**What to produce:** Whichever lines of the entries hold the word "already" should be identified and copied.

==== Source data

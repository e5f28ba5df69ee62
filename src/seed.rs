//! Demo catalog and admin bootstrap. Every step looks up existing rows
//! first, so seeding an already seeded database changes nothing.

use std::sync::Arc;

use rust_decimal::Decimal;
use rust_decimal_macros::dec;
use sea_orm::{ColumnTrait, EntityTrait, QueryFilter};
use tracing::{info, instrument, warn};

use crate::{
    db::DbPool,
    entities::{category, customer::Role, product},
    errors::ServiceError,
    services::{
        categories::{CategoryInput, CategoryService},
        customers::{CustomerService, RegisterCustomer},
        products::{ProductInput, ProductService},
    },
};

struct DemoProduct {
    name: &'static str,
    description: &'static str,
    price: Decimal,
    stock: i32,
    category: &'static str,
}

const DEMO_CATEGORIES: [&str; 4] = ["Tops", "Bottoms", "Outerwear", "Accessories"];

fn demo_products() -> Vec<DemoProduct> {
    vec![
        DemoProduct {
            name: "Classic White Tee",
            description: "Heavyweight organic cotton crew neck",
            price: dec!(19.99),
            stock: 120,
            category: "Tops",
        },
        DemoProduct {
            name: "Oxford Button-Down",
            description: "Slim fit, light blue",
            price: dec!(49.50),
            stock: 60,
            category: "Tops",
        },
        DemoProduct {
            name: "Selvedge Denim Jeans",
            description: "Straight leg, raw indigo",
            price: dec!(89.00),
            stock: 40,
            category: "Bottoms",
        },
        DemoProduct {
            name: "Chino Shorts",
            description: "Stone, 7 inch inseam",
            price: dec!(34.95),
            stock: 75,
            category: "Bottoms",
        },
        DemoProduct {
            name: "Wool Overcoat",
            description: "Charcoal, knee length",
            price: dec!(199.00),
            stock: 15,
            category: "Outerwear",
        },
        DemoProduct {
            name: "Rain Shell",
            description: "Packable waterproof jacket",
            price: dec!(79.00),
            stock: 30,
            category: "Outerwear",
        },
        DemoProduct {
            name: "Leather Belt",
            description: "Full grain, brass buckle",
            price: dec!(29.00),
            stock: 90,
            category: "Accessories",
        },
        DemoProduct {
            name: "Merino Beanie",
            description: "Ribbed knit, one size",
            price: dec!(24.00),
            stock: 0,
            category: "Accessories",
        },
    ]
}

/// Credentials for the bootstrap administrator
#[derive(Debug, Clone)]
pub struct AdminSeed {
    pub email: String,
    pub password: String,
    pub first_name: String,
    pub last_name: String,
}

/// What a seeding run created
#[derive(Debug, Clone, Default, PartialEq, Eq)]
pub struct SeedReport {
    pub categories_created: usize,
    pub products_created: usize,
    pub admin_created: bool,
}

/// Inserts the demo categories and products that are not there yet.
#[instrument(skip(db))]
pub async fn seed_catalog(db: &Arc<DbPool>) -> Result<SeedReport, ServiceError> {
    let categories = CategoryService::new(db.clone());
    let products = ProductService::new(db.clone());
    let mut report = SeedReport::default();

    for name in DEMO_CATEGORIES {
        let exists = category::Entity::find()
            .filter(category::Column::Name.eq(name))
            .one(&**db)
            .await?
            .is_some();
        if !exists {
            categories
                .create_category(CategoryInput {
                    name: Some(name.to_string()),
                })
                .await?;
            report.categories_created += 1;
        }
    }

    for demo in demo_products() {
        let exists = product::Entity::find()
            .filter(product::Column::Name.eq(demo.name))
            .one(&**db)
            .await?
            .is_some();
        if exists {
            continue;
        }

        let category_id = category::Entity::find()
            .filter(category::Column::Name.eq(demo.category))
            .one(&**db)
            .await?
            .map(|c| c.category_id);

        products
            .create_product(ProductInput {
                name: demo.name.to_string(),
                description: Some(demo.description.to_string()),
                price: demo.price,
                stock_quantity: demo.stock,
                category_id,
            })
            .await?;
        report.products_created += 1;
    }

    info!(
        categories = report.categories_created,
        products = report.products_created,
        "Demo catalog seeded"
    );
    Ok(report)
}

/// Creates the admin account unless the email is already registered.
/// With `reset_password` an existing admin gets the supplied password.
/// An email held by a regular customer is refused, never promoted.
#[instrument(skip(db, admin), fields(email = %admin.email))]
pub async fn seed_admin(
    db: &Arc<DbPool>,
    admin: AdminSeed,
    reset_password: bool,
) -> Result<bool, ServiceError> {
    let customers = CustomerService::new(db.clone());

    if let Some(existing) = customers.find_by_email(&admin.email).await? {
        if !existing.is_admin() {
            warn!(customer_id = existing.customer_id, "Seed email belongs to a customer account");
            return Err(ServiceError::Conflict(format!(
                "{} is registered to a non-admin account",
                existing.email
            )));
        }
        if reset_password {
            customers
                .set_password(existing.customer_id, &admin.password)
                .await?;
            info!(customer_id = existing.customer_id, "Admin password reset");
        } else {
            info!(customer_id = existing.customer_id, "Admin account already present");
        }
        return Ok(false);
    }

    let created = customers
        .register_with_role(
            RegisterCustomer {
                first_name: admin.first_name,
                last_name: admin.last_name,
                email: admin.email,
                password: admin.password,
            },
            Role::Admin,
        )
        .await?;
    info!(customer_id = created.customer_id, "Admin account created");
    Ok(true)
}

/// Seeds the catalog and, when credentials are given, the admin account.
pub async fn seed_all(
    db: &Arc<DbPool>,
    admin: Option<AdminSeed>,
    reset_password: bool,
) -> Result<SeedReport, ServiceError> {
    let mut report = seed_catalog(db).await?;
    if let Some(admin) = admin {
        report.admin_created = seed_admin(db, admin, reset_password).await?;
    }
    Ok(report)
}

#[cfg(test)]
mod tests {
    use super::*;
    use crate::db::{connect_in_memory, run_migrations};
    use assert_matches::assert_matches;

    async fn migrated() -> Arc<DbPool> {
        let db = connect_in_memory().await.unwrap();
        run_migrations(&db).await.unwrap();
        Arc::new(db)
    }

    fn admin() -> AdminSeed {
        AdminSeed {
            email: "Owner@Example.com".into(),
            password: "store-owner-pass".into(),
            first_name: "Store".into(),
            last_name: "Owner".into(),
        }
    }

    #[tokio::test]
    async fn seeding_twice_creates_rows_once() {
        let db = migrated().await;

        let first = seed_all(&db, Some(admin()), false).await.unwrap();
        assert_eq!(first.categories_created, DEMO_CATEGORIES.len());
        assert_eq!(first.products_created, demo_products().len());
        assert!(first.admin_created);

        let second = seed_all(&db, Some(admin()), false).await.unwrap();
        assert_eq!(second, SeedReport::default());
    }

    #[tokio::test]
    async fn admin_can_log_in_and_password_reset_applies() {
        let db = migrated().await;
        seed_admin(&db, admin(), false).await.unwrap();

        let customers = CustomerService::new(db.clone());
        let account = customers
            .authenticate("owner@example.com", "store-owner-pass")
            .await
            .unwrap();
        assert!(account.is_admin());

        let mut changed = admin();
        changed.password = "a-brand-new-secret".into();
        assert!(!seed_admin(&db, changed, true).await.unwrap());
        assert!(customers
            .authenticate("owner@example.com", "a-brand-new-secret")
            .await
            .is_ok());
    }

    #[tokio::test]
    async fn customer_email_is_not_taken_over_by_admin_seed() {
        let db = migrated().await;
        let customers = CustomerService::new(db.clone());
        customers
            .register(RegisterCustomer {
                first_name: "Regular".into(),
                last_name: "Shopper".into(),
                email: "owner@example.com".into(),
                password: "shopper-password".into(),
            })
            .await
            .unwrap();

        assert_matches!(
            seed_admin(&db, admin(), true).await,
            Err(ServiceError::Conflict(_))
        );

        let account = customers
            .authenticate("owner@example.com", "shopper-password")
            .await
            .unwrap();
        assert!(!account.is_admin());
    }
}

========

**Written response:**
//! first, so seeding an already seeded database changes nothing.
/// Creates the admin account unless the email is already registered.
            info!(customer_id = existing.customer_id, "Admin account already present");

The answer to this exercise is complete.